第8話 犯人はプログラミング部?


「B組の早乙女ルイがやったって話、ほんとなのかな?」


「あの、1年前、『殺人ゲーム』を作って停学になった子でしょ?」


「確かにWEBサイトにイタズラとかしそうだよねぇ」


「いろいろ噂あるよね。朝の礼拝さぼって、自作の変な機械に自動化させてるとか」


「『殺人ゲーム』って、女学院の生徒同士で殺し合うっていうヤバいゲームだっけ?」


「学校裏サイトにリンク貼られてて、プレイ動画見たことある! 血とかがヤバくてグロかったけど、意外とスカッとしたよ」


教室中で囁かれるヒソヒソ声が、ぴたっと鳴り止んだ。ウワサの早乙女ルイ本人が教室に入ってきたのだ。ドカドカと歩き腰掛けると、ガムをくちゃくちゃ噛みながらノートPCを開き、舌打ちをしてつぶやいた。


「るッせーな…どいつもこいつも」


あのゲームが問題になった事件からもう1年が経過しているのに、今になってこんな噂を仕立てられるとは、アイツの仕業だろう。そう、チア部の櫻井エリカだ。


「フッフッフッ…噂はもう十分に広まっているわね…」


教室の後ろで、リップグロスを念入りに塗り直しながら、チア部のエース・櫻井エリカがルイの後ろ姿を見ながらほくそ笑んだ。


「この事件をルイとプログラミング部がやったっていうウワサを学校裏サイトに流して、プログラミング部を廃部に追い込む…この作戦、どうやら成功しそうね」


「ところでエリカ様。例の情報提供者ですが…、結局何者だったのでしょうか?」


エリカの親衛隊の1人がそう尋ねると、エリカは首を振った。


「そんなことはどうでもいいわ。私の目的は、プログラミング部を潰すこと…。あのキモいオタク集団を潰すための材料なら、なんだって利用するわ!」




放課後、あかりがプログラミング部の部室に入ると、すでにみなが思い思いの作業にふけっていた。ルイは円周率の演算を、しのぶは引き続き銃器のモデリングに忙しいようだ。

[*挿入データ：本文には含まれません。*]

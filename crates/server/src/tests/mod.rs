// Copyright (C) 2026 Fred Clausen
// Use of this source code is governed by an MIT-style
// license that can be found in the LICENSE file or at
// https://opensource.org/licenses/MIT.

#![allow(clippy::expect_used, clippy::unwrap_used)]

mod http_tests;

use axum::{
    Router,
    body::Body,
    http::{Request, StatusCode},
};
use serde_json::{Value, json};
use std::sync::Arc;
use tokio::sync::Mutex;
use tower::ServiceExt;

use crate::{AppState, build_router};
use pdr_api::InMemoryPdrRepository;

pub const OWNER_QUERY: &str = "actor_id=10&actor_name=Alex%20Owner&actor_role=EMPLOYEE";
pub const OTHER_QUERY: &str = "actor_id=11&actor_name=Sam%20Other&actor_role=EMPLOYEE";
pub const CEO_QUERY: &str = "actor_id=1&actor_name=Dana%20Chief&actor_role=CEO";

/// Helper to create test app state with an empty repository.
pub fn create_test_app_state() -> AppState {
    AppState {
        repository: Arc::new(Mutex::new(InMemoryPdrRepository::new())),
    }
}

pub fn create_test_app() -> Router {
    build_router(create_test_app_state())
}

fn with_actor(mut body: Value, actor_id: i64, actor_name: &str, actor_role: &str) -> Value {
    let fields = body.as_object_mut().expect("request body must be an object");
    fields.insert(String::from("actor_id"), json!(actor_id));
    fields.insert(String::from("actor_name"), json!(actor_name));
    fields.insert(String::from("actor_role"), json!(actor_role));
    body
}

pub fn as_owner(body: Value) -> Value {
    with_actor(body, 10, "Alex Owner", "EMPLOYEE")
}

pub fn as_ceo(body: Value) -> Value {
    with_actor(body, 1, "Dana Chief", "CEO")
}

/// Sends one request and returns the status and decoded JSON body.
pub async fn send(
    app: &Router,
    method: &str,
    uri: &str,
    body: Option<Value>,
) -> (StatusCode, Value) {
    let builder = Request::builder().method(method).uri(uri);
    let request: Request<Body> = match body {
        Some(body) => builder
            .header("content-type", "application/json")
            .body(Body::from(serde_json::to_string(&body).unwrap()))
            .unwrap(),
        None => builder.body(Body::empty()).unwrap(),
    };

    let response = app.clone().oneshot(request).await.unwrap();
    let status: StatusCode = response.status();
    let body_bytes = axum::body::to_bytes(response.into_body(), usize::MAX)
        .await
        .unwrap();
    let value: Value = if body_bytes.is_empty() {
        Value::Null
    } else {
        serde_json::from_slice(&body_bytes).unwrap_or(Value::Null)
    };
    (status, value)
}

/// Creates a PDR as the owner and returns its ID.
pub async fn create_pdr_as_owner(app: &Router) -> i64 {
    let (status, body) = send(app, "POST", "/pdrs", Some(as_owner(json!({ "year": 2026 })))).await;
    assert_eq!(status, StatusCode::OK);
    body["pdr"]["pdr_id"].as_i64().unwrap()
}

/// Creates a PDR, fills in a plan and submits it.
pub async fn create_submitted_pdr(app: &Router) -> i64 {
    let pdr_id: i64 = create_pdr_as_owner(app).await;

    let (status, _) = send(
        app,
        "POST",
        &format!("/pdrs/{pdr_id}/update"),
        Some(as_owner(json!({
            "goals": [{ "title": "Grow the team", "description": "Hire two engineers" }],
            "behaviors": [{ "description": "Gives candid feedback" }]
        }))),
    )
    .await;
    assert_eq!(status, StatusCode::OK);

    let (status, _) = send(
        app,
        "POST",
        &format!("/pdrs/{pdr_id}/transition"),
        Some(as_owner(json!({
            "target_status": "SUBMITTED",
            "action": "submitInitialPDR"
        }))),
    )
    .await;
    assert_eq!(status, StatusCode::OK);

    pdr_id
}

この前Scratchで一緒につくったゲームなんて、彼女たちにとっては、ほんとに赤子の手をひねるようだったものに違いない…と、あかりは思った。

それにしても気になるのは、ルイのウワサだ。『殺人ゲーム』なる恐ろしそうなゲームを作ったというのは本当なのだろうか。


「ルイちゃん…みんながウワサしてる『殺人ゲーム』って、なに? あと、最近起きたウェブサイトの事件、プログラミング部やルイちゃんがやったんじゃないかってウワサがすごいけど、ホントなの?」


2人のタイプ音が止まり、部室がシーンと静まりかえった。


「えー、そこ聞いちゃう~?」


しのぶが苦笑いした。どうやら触れてはいけない過去らしい。


「何もなにも…ウワサで聞いたんだろ。『殺人ゲーム』の話は、本当の話だ。お前みたいな高等部からの編入生以外は、みんな知ってる。アタシが怖いんならすぐに退部しろ。だが、ウェブサイトの事件については、一切知らん」


「実は、私のパパとママが、なぜかそんなウワサがあることを知ってて、そんな危ないゲームつくったりウェブサイトにイタズラするような部員がいる部活は辞めなさいって言うの…クッキング部にしなさいって…」


「…」


ルイとしのぶが顔を見合わせた。チア部がその人脈を使って嫌がらせで流すウワサの流布能力は超強力だ。どうやら、プログラミング部が犯人というウワサはPTAや生徒の両親にまで達しているらしい。


「じゃあとっとと退部しろよ」


ルイがぶっきらぼうに言い捨てた。


「プログラミング部なんてしょせん日陰者だし、変人あつかいされたり噂流されたりなんて今に始まったことじゃないんだよね…。私は廃部になるのは嫌だし、今あかりに辞められたら困るけど」


しのぶが卑屈なことを言う。


「...何があったか知らないけど、わたしは今のルイちゃんたちしか知らないから、これ以上聞かないでおく。それにウェブサイトのイタズラの件…ルイちゃんやしのぶちゃんがこんなくだらないイタズラするとは思えないんだ」


「え…?」


「ほらほら、スネてないで一緒にWEBサイトのイタズラの真犯人を探して、プログラミング部の濡れ衣を晴らそうよ!」


あかりは調査を始めることを決意した。とはいえ、やる気のない部員2人に、何にもない手かがりと、困難が山積みだ。まずは学校のウェブサイトの管理体制がどうなっているのか調べるために、顧問の玉木先生に聞き取りを開始しよう。

今日は先生が部室に来る日だから、もうじき来るはずだ。